Data Quality Vocabulary (DQV)
A very early draft of the DQV conceptual scheme is provided in the following. It includes some of the basic requirements that have been discussed in the group so far. This concept scheme is just a first guess, which is expected to serve as a reference for internal discussion and, as a consequence, it is likely to change, to be refined or even be replaced with an entirely brand new schemas resulting from future discussions.
Requirements/group agreements considered in this early draft
- the adoption of DAQ as starting point especially to represent quality dimensions and computed metrics.
- the need that other representations of quality are somehow considered besides computed metrics, e.g., we should be able to say that the quality is described in an SLA (see related action), or the data set is compliant to a given "standard", best practice set ect.
After we get a kind of minimal agreement on this early data quality vocabulary, it shouldn't be very difficult to extend and refine the schema in order to meet most of the requirements listed in Requirements From FPWD BP and Quality Requirements From UCR
dqv:QualityInfo and its specialisation
dqv:QualityInfo is an abstract class, which can be specialised in different kinds of concrete ways to express quality information about a DCAT dataset. Each kind of dqv:QualityInfo refers to a dcat:Dataset, is provided by a foaf:Agent, and must refer to one or more quality dimensions (daq:Dimension). Quality info specialisations include
- metric-based (dqv:CollectionOfMetricResults) which is an collection of metrics result encoded in the DAQ-like fashion,
- association with a Service Level Agreement (dqv:ServiceLevelAgreement),
- statements pertaining datasets compliancy to standards (dqv:Standard),
- feedbacks about the datasets, feedbacks might include also issues that have been found by consumers (dqv:Feedback) .
others kinds of specialisations can be figured out as long as we go further in the design discussion.

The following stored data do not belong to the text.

//! Transport configuration

use std::time::Duration;

/// Default number of event slots per ring direction
const DEFAULT_RING_CAPACITY: usize = 64;

/// Default audio buffer size (64KB)
const DEFAULT_AUDIO_BUFFER: usize = 64 * 1024;

/// Largest accepted dimension on either axis
const DEFAULT_MAX_DIMENSION: u32 = 8192;

/// Transport configuration
///
/// Fixed at segment creation: ring capacity and the audio buffer size are
/// part of the published layout and never change during a resize.
#[derive(Clone, Debug)]
pub struct TransportConfig {
    /// Number of event slots per ring (rounded up to a power of two)
    pub ring_capacity: usize,
    /// Size of the audio region in bytes
    pub audio_buffer_size: usize,
    /// Upper bound for width in resize and subsegment requests
    pub max_width: u32,
    /// Upper bound for height in resize and subsegment requests
    pub max_height: u32,
    /// Maximum number of live subsegments per primary segment
    pub max_subsegments: usize,
    /// Subsegment requests that may wait while the owner is busy
    pub max_pending_requests: usize,
    /// Time a handle frame may stay unacknowledged before passing is marked broken
    pub handle_ack_timeout: Duration,
    /// Requester-side deadline for a subsegment answer
    pub subsegment_timeout: Duration,
    /// Granularity of doorbell waits
    pub doorbell_slice: Duration,
    /// Serialize producers on one side with a lock
    pub thread_safe_queue: bool,
    /// Start every segment on the readback path
    pub disable_handle_passing: bool,
    /// Owners consume clock requests and pace clients through `Segment::tick`
    pub autoclock: bool,
}

impl Default for TransportConfig {
    fn default() -> Self {
        Self {
            ring_capacity: DEFAULT_RING_CAPACITY,
            audio_buffer_size: DEFAULT_AUDIO_BUFFER,
            max_width: DEFAULT_MAX_DIMENSION,
            max_height: DEFAULT_MAX_DIMENSION,
            max_subsegments: 8,
            max_pending_requests: 4,
            handle_ack_timeout: Duration::from_millis(500),
            subsegment_timeout: Duration::from_secs(2),
            doorbell_slice: Duration::from_millis(10),
            thread_safe_queue: false,
            disable_handle_passing: false,
            autoclock: false,
        }
    }
}

impl TransportConfig {
    /// Default configuration with `FRAMELINK_*` environment overrides applied
    ///
    /// Recognized variables: `FRAMELINK_RING_CAPACITY`, `FRAMELINK_AUDIO_BUFFER`,
    /// `FRAMELINK_MAX_SUBSEGMENTS`, `FRAMELINK_THREADSAFE_QUEUE`,
    /// `FRAMELINK_NO_FDPASS` and `FRAMELINK_AUTOCLOCK`. Unparseable values
    /// are ignored.
    pub fn from_env() -> Self {
        Self::default().with_overrides(|key| std::env::var(key).ok())
    }

    pub(crate) fn with_overrides<F>(mut self, lookup: F) -> Self
    where
        F: Fn(&str) -> Option<String>,
    {
        let parse = |key: &str| lookup(key).and_then(|v| v.trim().parse::<usize>().ok());

        if let Some(v) = parse("FRAMELINK_RING_CAPACITY") {
            self.ring_capacity = v;
        }
        if let Some(v) = parse("FRAMELINK_AUDIO_BUFFER") {
            self.audio_buffer_size = v;
        }
        if let Some(v) = parse("FRAMELINK_MAX_SUBSEGMENTS") {
            self.max_subsegments = v;
        }
        if lookup("FRAMELINK_THREADSAFE_QUEUE").is_some() {
            self.thread_safe_queue = true;
        }
        // presence is enough, matching the usual NO_* switch convention
        if lookup("FRAMELINK_NO_FDPASS").is_some() {
            self.disable_handle_passing = true;
        }
        if lookup("FRAMELINK_AUTOCLOCK").is_some() {
            self.autoclock = true;
        }
        self
    }

    /// Ring capacity as stored in the layout
    pub fn effective_ring_capacity(&self) -> usize {
        self.ring_capacity.max(2).next_power_of_two()
    }
}

#[cfg(test)]
mod tests {
    use super::*;
    use std::collections::HashMap;

    #[test]
    fn test_overrides() {
        let env: HashMap<&str, &str> = [
            ("FRAMELINK_RING_CAPACITY", "100"),
            ("FRAMELINK_NO_FDPASS", "1"),
            ("FRAMELINK_AUTOCLOCK", ""),
            ("FRAMELINK_MAX_SUBSEGMENTS", "not a number"),
        ]
        .into_iter()
        .collect();

        let config = TransportConfig::default()
            .with_overrides(|key| env.get(key).map(|v| v.to_string()));

        assert_eq!(config.ring_capacity, 100);
        assert_eq!(config.effective_ring_capacity(), 128);
        assert!(config.disable_handle_passing);
        assert!(config.autoclock);
        assert!(!config.thread_safe_queue);
        assert_eq!(config.max_subsegments, 8);
    }
}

The rationale behind a dqv:QualityInfo subsuming all the specialisations is to answer to question like “are any quality information associated to a dcat:dataset? what kind of quality information? what dimensions are discussed mentioned in the quality info?”
Among the issues to be addressed:
is dqv:QualityInfo the most appropriate name? would be dqv:QualityMetadata more appropriate?

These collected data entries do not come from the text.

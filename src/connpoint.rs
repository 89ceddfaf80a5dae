//! Connection points
//!
//! A listener binds a Unix socket at a filesystem path. A client connects,
//! writes its key line, and gets back a fixed hello record with the segment
//! descriptor attached. The socket then stays open as the segment's
//! descriptor channel, so its closing doubles as the liveness signal.

use crate::client::{AttachSource, ClientSegment};
use crate::config::TransportConfig;
use crate::descriptor::DescriptorChannel;
use crate::error::{FrameLinkError, Result};
use crate::layout::{Geometry, LAYOUT_COOKIE};
use crate::server::{next_segment_name, Segment, ServerClient};
use rustix::event::{poll, PollFd, PollFlags};
use rustix::io::Errno;
use std::io::{ErrorKind, Read, Write};
use std::os::unix::net::{UnixListener, UnixStream};
use std::path::{Path, PathBuf};
use std::time::{Duration, Instant};
use tracing::{debug, info, warn};

/// Variable naming the default connection point
pub const CONNPATH_ENV: &str = "FRAMELINK_CONNPATH";
/// Variable holding the optional authentication key
pub const CONNKEY_ENV: &str = "FRAMELINK_CONNKEY";

const HELLO_MAGIC: [u8; 4] = *b"FLK0";
const HELLO_NAME_LEN: usize = 64;
/// magic, status, name length, padding, cookie, name
const HELLO_LEN: usize = 4 + 1 + 1 + 2 + 8 + HELLO_NAME_LEN;
const MAX_KEY_LEN: usize = 256;
const HANDSHAKE_TIMEOUT: Duration = Duration::from_secs(2);

#[derive(Debug, Clone, Copy, PartialEq, Eq)]
#[repr(u8)]
enum HelloStatus {
    Accepted = 0,
    Rejected = 1,
}

#[derive(Debug, Clone, PartialEq, Eq)]
struct Hello {
    status: HelloStatus,
    cookie: u64,
    name: String,
}

impl Hello {
    fn encode(&self) -> Result<[u8; HELLO_LEN]> {
        let name = self.name.as_bytes();
        if name.len() > HELLO_NAME_LEN {
            return Err(FrameLinkError::NameTooLong {
                max: HELLO_NAME_LEN,
                got: name.len(),
            });
        }

        let mut out = [0u8; HELLO_LEN];
        out[0..4].copy_from_slice(&HELLO_MAGIC);
        out[4] = self.status as u8;
        out[5] = name.len() as u8;
        out[8..16].copy_from_slice(&self.cookie.to_le_bytes());
        out[16..16 + name.len()].copy_from_slice(name);
        Ok(out)
    }

    fn decode(frame: &[u8; HELLO_LEN]) -> Result<Self> {
        if frame[0..4] != HELLO_MAGIC {
            return Err(FrameLinkError::ProtocolMismatch {
                expected: u32::from_le_bytes(HELLO_MAGIC) as u64,
                got: u32::from_le_bytes([frame[0], frame[1], frame[2], frame[3]]) as u64,
            });
        }
        let status = match frame[4] {
            0 => HelloStatus::Accepted,
            _ => HelloStatus::Rejected,
        };
        let name_len = (frame[5] as usize).min(HELLO_NAME_LEN);
        let mut cookie = [0u8; 8];
        cookie.copy_from_slice(&frame[8..16]);

        Ok(Self {
            status,
            cookie: u64::from_le_bytes(cookie),
            name: String::from_utf8_lossy(&frame[16..16 + name_len]).into_owned(),
        })
    }
}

[christophe:] a possible alternative could be dqv:Qualitydata.
[antoine:] QualityMetadata is my prefered by far. It allows us to inherit whatever BP will have been defined for metadata in the rest of the group's work. Especially, we could spare all work on representing provenance of quality data, because there must be BP defined for provenance of metadata in general. In other words this would allow us to put aside some the of the requirements that Riccardo had identified here (and which we had agreed to put aside)
are there other kinds of quality info that is worth to consider? e.g., opinions, report of known issues, ...
[chistophe:] why we don't check in Data Usage Vocabulary ?
[riccardo:] so far, we have added dqv:feedback ( see issue-165 )
how the service level agreement can be represented? it is a document on the web to refer to or we want to refer to something more structured? is there any specific property we should add to dqv:ServiceLevelAgreement?
[christophe:] According to (1) "An SLA is best described as a collection of promises". It is also a document which just lists a couple of things. We could either focus on the document aspect as a whole or try to model the list of promises and the list of related concepts. My gut feeling is that this could lead to writing an elaborated vocabulary that would span out of our scope so I'd say we should rather not do that. But we should nonetheless anticipate that someone may some day want to work on that. What about then either not indicating any range or set Resource as a range ? Then everyone is free to model an SLA as he wants. And in the BPs would could hint that structured data is better and a PDF also ok.
[riccardo:] Very good point! I agree on leaving it open to further modelling of promises by explicitly mention this possibility, it sounds like a very good idea. Concerning your proposal to not indicating any range or set Resource as a range, I think we should at least suggest a concrete unique way to include a sla human readable descriptions, so that people don't have the chance to be too much creative attaching their html, pdf or whatever in the quality-related metadata.
how standard are represented under dqv:Standard? is the class dqv:Standard suitable to include ODI certificates, to represent that a DCAT dataset has a certain compliancy to 5 LOD stars, and other kind of bets practices?should we explicitly provide a list/taxonomy of standard/ certificated to consider? is the class dqv:Standard really necessary or we can rely directly on dcterm:Standard?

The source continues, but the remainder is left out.